[Saved data entries]
»»

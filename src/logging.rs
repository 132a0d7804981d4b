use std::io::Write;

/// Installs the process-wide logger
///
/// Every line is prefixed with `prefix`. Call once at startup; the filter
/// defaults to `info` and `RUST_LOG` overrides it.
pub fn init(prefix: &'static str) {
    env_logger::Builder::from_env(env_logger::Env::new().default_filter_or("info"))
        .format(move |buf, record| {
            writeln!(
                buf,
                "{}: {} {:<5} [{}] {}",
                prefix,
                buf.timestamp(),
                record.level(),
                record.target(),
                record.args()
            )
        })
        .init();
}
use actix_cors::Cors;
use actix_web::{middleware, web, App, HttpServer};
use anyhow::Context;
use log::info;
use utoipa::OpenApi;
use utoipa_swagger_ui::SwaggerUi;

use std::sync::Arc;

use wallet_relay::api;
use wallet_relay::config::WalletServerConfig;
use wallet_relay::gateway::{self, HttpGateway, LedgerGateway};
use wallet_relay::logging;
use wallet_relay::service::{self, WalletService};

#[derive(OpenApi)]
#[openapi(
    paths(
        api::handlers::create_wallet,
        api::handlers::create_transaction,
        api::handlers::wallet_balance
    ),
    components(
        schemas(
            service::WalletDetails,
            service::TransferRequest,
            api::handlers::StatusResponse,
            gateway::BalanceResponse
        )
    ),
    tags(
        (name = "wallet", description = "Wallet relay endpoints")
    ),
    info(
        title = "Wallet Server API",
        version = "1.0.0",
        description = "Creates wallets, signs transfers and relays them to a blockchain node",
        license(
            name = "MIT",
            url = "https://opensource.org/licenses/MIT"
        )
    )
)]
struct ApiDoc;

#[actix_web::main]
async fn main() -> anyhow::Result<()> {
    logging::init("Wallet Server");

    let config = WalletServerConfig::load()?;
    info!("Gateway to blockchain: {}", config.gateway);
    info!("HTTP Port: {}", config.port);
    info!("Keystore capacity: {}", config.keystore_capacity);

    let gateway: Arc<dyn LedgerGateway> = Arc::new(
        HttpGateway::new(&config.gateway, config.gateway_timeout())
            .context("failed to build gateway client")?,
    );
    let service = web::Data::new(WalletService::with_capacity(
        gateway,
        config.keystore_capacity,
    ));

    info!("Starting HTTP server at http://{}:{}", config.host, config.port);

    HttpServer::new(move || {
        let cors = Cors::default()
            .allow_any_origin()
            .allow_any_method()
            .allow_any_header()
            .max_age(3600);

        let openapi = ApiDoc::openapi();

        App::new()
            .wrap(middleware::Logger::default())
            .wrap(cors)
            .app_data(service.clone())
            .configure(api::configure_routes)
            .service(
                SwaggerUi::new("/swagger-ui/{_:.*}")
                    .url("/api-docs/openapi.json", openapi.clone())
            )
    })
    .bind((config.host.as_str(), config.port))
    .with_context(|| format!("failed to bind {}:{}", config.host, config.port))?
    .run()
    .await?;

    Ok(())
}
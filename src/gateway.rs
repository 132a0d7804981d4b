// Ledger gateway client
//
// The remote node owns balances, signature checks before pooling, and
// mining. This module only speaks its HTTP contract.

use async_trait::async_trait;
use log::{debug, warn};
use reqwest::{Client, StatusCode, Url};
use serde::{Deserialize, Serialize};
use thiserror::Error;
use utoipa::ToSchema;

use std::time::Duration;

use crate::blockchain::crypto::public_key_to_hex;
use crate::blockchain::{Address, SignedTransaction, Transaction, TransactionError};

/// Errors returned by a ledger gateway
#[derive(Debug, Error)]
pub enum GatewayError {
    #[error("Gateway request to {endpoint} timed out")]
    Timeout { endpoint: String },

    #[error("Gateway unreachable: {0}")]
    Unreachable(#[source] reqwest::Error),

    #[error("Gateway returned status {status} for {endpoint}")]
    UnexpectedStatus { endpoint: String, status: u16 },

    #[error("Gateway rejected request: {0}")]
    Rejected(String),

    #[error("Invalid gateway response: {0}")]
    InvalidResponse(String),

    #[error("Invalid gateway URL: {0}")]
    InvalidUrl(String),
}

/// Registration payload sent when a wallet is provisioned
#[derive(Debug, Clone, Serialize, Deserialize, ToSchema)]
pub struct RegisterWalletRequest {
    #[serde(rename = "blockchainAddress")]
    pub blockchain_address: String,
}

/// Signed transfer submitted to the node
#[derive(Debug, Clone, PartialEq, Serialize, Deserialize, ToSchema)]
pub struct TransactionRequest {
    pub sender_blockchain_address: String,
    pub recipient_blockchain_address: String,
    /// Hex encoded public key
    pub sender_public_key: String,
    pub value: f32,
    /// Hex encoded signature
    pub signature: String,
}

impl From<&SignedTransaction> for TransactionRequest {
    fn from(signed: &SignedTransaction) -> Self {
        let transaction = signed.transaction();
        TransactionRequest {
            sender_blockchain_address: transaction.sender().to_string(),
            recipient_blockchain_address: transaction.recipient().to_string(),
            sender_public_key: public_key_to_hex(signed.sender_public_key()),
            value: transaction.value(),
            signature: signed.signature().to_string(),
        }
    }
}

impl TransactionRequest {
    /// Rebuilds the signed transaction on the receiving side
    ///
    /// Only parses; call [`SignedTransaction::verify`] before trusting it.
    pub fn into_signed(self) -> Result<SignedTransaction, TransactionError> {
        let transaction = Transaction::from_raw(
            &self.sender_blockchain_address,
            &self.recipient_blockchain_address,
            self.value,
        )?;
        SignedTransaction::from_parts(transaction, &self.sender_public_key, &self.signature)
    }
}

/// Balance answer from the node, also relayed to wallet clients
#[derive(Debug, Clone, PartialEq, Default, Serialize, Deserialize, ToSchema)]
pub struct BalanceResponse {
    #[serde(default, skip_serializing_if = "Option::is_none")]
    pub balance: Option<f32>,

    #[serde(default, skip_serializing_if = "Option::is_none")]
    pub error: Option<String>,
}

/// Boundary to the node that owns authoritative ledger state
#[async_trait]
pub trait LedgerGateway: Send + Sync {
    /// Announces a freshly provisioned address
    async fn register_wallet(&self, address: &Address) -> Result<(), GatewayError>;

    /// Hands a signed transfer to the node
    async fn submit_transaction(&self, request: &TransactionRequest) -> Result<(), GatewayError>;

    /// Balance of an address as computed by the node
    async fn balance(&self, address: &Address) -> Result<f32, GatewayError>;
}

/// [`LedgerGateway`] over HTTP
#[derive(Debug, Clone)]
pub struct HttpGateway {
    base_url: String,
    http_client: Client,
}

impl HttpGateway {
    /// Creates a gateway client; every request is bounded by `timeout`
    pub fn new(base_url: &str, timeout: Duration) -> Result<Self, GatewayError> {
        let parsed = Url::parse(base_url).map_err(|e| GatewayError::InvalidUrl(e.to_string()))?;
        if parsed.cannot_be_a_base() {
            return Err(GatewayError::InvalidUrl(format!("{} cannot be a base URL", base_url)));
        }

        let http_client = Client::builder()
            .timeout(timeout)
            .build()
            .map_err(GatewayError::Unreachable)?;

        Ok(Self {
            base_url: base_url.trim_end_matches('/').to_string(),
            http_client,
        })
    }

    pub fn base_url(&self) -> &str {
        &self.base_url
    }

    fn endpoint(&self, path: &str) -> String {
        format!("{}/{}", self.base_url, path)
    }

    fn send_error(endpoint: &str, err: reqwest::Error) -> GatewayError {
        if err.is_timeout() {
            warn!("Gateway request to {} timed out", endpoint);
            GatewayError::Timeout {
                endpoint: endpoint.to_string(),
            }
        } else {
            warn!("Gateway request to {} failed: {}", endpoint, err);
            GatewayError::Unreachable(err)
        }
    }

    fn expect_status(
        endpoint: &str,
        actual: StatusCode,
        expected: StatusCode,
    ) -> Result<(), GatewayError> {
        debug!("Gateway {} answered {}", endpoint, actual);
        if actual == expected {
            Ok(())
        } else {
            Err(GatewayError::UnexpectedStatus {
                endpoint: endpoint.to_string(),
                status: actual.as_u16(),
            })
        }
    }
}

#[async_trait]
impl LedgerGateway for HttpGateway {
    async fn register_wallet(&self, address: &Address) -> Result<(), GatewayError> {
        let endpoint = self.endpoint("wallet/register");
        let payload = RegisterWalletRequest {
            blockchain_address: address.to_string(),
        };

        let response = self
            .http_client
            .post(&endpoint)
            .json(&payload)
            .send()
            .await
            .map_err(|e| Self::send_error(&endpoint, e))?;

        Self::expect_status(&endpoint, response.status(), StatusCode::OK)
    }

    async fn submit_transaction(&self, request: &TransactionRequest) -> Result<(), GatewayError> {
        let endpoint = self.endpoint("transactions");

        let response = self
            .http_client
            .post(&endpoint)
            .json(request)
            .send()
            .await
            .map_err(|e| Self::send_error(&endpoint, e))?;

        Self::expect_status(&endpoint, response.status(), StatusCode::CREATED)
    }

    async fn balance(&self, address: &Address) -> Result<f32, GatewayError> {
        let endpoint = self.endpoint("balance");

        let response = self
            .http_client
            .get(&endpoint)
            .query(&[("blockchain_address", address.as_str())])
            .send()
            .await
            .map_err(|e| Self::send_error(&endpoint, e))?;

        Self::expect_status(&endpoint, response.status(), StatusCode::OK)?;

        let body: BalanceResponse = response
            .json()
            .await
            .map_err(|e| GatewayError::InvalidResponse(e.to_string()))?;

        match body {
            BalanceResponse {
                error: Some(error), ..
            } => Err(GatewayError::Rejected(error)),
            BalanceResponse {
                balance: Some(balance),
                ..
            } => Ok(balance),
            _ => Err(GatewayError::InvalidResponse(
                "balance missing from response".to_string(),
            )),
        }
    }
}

««

Directions: Report each line of the records that holds the word "returned".

Exercise result:
/// Errors returned by a ledger gateway
    #[error("Gateway returned status {status} for {endpoint}")]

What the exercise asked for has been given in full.